While other recent college grads might be placing orders for office supplies or turkey sandwiches, my side of phone conversations went something like this:
"Doctor, we're describing the technique of a 'hand job with a twist that stimulates the penis and G spot simultaneously.' Can I read you our description of this technique?"
"Oh. OK. So it's not accurate to call it a G spot. Only women have G spots? So you are saying it's important to call it a 'male G spot' or a 'P spot.' OK, I'm making a note of that to tell the writer."
"So here's the description: 'Wrap your hand around his shaft and gently bend it toward and away from his belly button.' Would this motion would be similar to moving a … joystick? Is that accurate?"
"So is it accurate to say that 'doing this causes the spongy tissue in his penis to rub against the prostate'?"

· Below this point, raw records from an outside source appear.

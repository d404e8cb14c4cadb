use axum::{
    async_trait,
    extract::{FromRef, FromRequestParts},
    http::request::Parts,
    response::{IntoResponse, Response},
};
use axum_extra::extract::cookie::{Key, SignedCookieJar};
use tracing::warn;

use crate::auth::session::{self, SessionData};
use crate::error::ApiError;
use crate::state::AppState;
use crate::users::repo::User;

/// The user resolved by the session gate. Handlers that take this extractor
/// only run with a live, re-validated session; none of them re-derive
/// identity themselves.
pub struct CurrentUser(pub User);

/// Gate failure. The unauthorized variant carries the jar with the session
/// already cleared, so the 401 response also drops the cookie.
pub struct AuthRejection {
    jar: Option<SignedCookieJar>,
    error: ApiError,
}

impl AuthRejection {
    fn unauthorized(jar: SignedCookieJar) -> Self {
        Self {
            jar: Some(session::clear(jar)),
            error: ApiError::Unauthorized("Unauthorized! - You should login first!".into()),
        }
    }
}

// Store failures inside the gate stay 500s and leave the cookie alone:
// a transient database error must not log the user out.
impl From<sqlx::Error> for AuthRejection {
    fn from(err: sqlx::Error) -> Self {
        Self {
            jar: None,
            error: err.into(),
        }
    }
}

impl IntoResponse for AuthRejection {
    fn into_response(self) -> Response {
        match self.jar {
            Some(jar) => (jar, self.error).into_response(),
            None => self.error.into_response(),
        }
    }
}

#[async_trait]
impl FromRequestParts<AppState> for CurrentUser {
    type Rejection = AuthRejection;

    async fn from_request_parts(
        parts: &mut Parts,
        state: &AppState,
    ) -> Result<Self, Self::Rejection> {
        let key = Key::from_ref(state);
        let jar = SignedCookieJar::from_headers(&parts.headers, key);

        let Some(session) = SessionData::read(&jar) else {
            warn!("request without a valid session");
            return Err(AuthRejection::unauthorized(jar));
        };

        match User::find_by_id(&state.db, session.user_id).await? {
            Some(user) if user.password_hash == session.password_hash => Ok(CurrentUser(user)),
            Some(user) => {
                // Credential changed since the session was issued.
                warn!(user_id = %user.id, "session credential snapshot is stale");
                Err(AuthRejection::unauthorized(jar))
            }
            None => {
                warn!(user_id = %session.user_id, "session references a missing user");
                Err(AuthRejection::unauthorized(jar))
            }
        }
    }
}
mod app;
mod auth;
mod config;
mod error;
mod movies;
mod response;
mod state;
mod users;

use crate::state::AppState;

#[tokio::main]
async fn main() -> anyhow::Result<()> {
    dotenvy::dotenv().ok();

    let env_filter = std::env::var("RUST_LOG")
        .unwrap_or_else(|_| "movievault=debug,axum=info,tower_http=info".to_string());
    let json_logs = std::env::var("LOG_FORMAT")
        .map(|v| v == "json")
        .unwrap_or(false);

    if json_logs {
        tracing_subscriber::fmt()
            .with_env_filter(env_filter)
            .with_target(false)
            .json()
            .init();
    } else {
        tracing_subscriber::fmt().with_env_filter(env_filter).init();
    }

    let state = AppState::init().await?;

    // Run migrations if present
    if let Err(e) = sqlx::migrate!("./migrations").run(&state.db).await {
        tracing::warn!(error = %e, "migrations folder not found or migration failed; continuing");
    }

    let config = state.config.clone();
    let app = app::build_app(state)?;
    app::serve(app, &config).await
}
use axum::http::StatusCode;
use axum::response::{IntoResponse, Response};
use axum::Json;
use serde_json::json;
use thiserror::Error;
use uuid::Uuid;

pub type ApiResult<T> = Result<T, ApiError>;

/// Domain errors raised anywhere below the HTTP boundary. Every variant
/// carries the message the client sees; the boundary renders all of them
/// through the same `{ "error": true, "message" }` envelope.
#[derive(Debug, Error)]
pub enum ApiError {
    #[error("{0}")]
    BadRequest(String),

    #[error("{0}")]
    Unauthorized(String),

    #[error("{0}")]
    NotFound(String),

    /// A mutation's postcondition was not observed (zero rows modified, or a
    /// deleted row still present on re-fetch).
    #[error("{0}")]
    ServerFault(String),

    #[error(transparent)]
    Database(#[from] sqlx::Error),
}

impl ApiError {
    /// Collapse field violations into one bad-request message.
    pub fn validation(violations: Vec<String>) -> Self {
        ApiError::BadRequest(violations.join(" "))
    }

    pub fn status_code(&self) -> StatusCode {
        match self {
            ApiError::BadRequest(_) => StatusCode::BAD_REQUEST,
            ApiError::Unauthorized(_) => StatusCode::UNAUTHORIZED,
            ApiError::NotFound(_) => StatusCode::NOT_FOUND,
            ApiError::ServerFault(_) | ApiError::Database(_) => StatusCode::INTERNAL_SERVER_ERROR,
        }
    }
}

impl IntoResponse for ApiError {
    fn into_response(self) -> Response {
        let status = self.status_code();
        let message = match &self {
            ApiError::Database(e) => {
                // Database details are logged, never sent to the client.
                tracing::error!(error = %e, "database error");
                "Internal server error".to_string()
            }
            ApiError::ServerFault(msg) => {
                tracing::error!(message = %msg, "mutation postcondition failed");
                msg.clone()
            }
            _ => self.to_string(),
        };

        (status, Json(json!({ "error": true, "message": message }))).into_response()
    }
}

/// Path ids are store-generated uuids; anything else fails before the store
/// is consulted.
pub fn parse_id(raw: &str) -> Result<Uuid, ApiError> {
    Uuid::parse_str(raw).map_err(|_| ApiError::BadRequest("Invalid id type!".to_string()))
}
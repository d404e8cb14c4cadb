use serde::Serialize;
use sqlx::{FromRow, PgPool};
use time::OffsetDateTime;
use uuid::Uuid;

/// User record in the database. The credential hash is only ever the output
/// of the password KDF and never serializes into responses.
#[derive(Debug, Clone, Serialize, FromRow)]
pub struct User {
    pub id: Uuid,
    pub username: String,
    pub email: String,
    #[serde(skip_serializing)]
    pub password_hash: String,
    #[serde(with = "time::serde::rfc3339")]
    pub created_at: OffsetDateTime,
    #[serde(with = "time::serde::rfc3339")]
    pub updated_at: OffsetDateTime,
}

impl User {
    pub async fn find_all(db: &PgPool) -> sqlx::Result<Vec<User>> {
        sqlx::query_as::<_, User>(
            r#"
            SELECT id, username, email, password_hash, created_at, updated_at
            FROM users
            ORDER BY created_at
            "#,
        )
        .fetch_all(db)
        .await
    }

    pub async fn find_by_id(db: &PgPool, id: Uuid) -> sqlx::Result<Option<User>> {
        sqlx::query_as::<_, User>(
            r#"
            SELECT id, username, email, password_hash, created_at, updated_at
            FROM users
            WHERE id = $1
            "#,
        )
        .bind(id)
        .fetch_optional(db)
        .await
    }

    pub async fn find_by_username(db: &PgPool, username: &str) -> sqlx::Result<Option<User>> {
        sqlx::query_as::<_, User>(
            r#"
            SELECT id, username, email, password_hash, created_at, updated_at
            FROM users
            WHERE username = $1
            "#,
        )
        .bind(username)
        .fetch_optional(db)
        .await
    }

    pub async fn find_by_email(db: &PgPool, email: &str) -> sqlx::Result<Option<User>> {
        sqlx::query_as::<_, User>(
            r#"
            SELECT id, username, email, password_hash, created_at, updated_at
            FROM users
            WHERE email = $1
            "#,
        )
        .bind(email)
        .fetch_optional(db)
        .await
    }

    pub async fn create(
        db: &PgPool,
        username: &str,
        email: &str,
        password_hash: &str,
    ) -> sqlx::Result<User> {
        sqlx::query_as::<_, User>(
            r#"
            INSERT INTO users (username, email, password_hash)
            VALUES ($1, $2, $3)
            RETURNING id, username, email, password_hash, created_at, updated_at
            "#,
        )
        .bind(username)
        .bind(email)
        .bind(password_hash)
        .fetch_one(db)
        .await
    }

    pub async fn delete_by_id(db: &PgPool, id: Uuid) -> sqlx::Result<u64> {
        let result = sqlx::query("DELETE FROM users WHERE id = $1")
            .bind(id)
            .execute(db)
            .await?;
        Ok(result.rows_affected())
    }
}

#[cfg(test)]
mod tests {
    use super::*;

    #[test]
    fn password_hash_never_serializes() {
        let user = User {
            id: Uuid::new_v4(),
            username: "john_doe".into(),
            email: "john@example.com".into(),
            password_hash: "aa11bb22".into(),
            created_at: OffsetDateTime::UNIX_EPOCH,
            updated_at: OffsetDateTime::UNIX_EPOCH,
        };

        let json = serde_json::to_string(&user).expect("serializes");
        assert!(!json.contains("password_hash"));
        assert!(!json.contains("aa11bb22"));
        assert!(json.contains("john_doe"));
    }
}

"Great. We have a quote from you on this as, 'Pressing on those nerves will have a domino effect. It primes his entire body, making every sensation down to his orgasm feel more intense.' Can we attribute that to you?"
"OK, so you are saying that is more of a description of direct prostate stimulation, rather than indirect, and that this technique doesn't have as strong of an effect?"
"So it's more about getting the penis to sink into the pelvis."
"Wonderful. And can I verify that your title is staff sexologist at goodvibes.com?"
"Thanks so much for your time."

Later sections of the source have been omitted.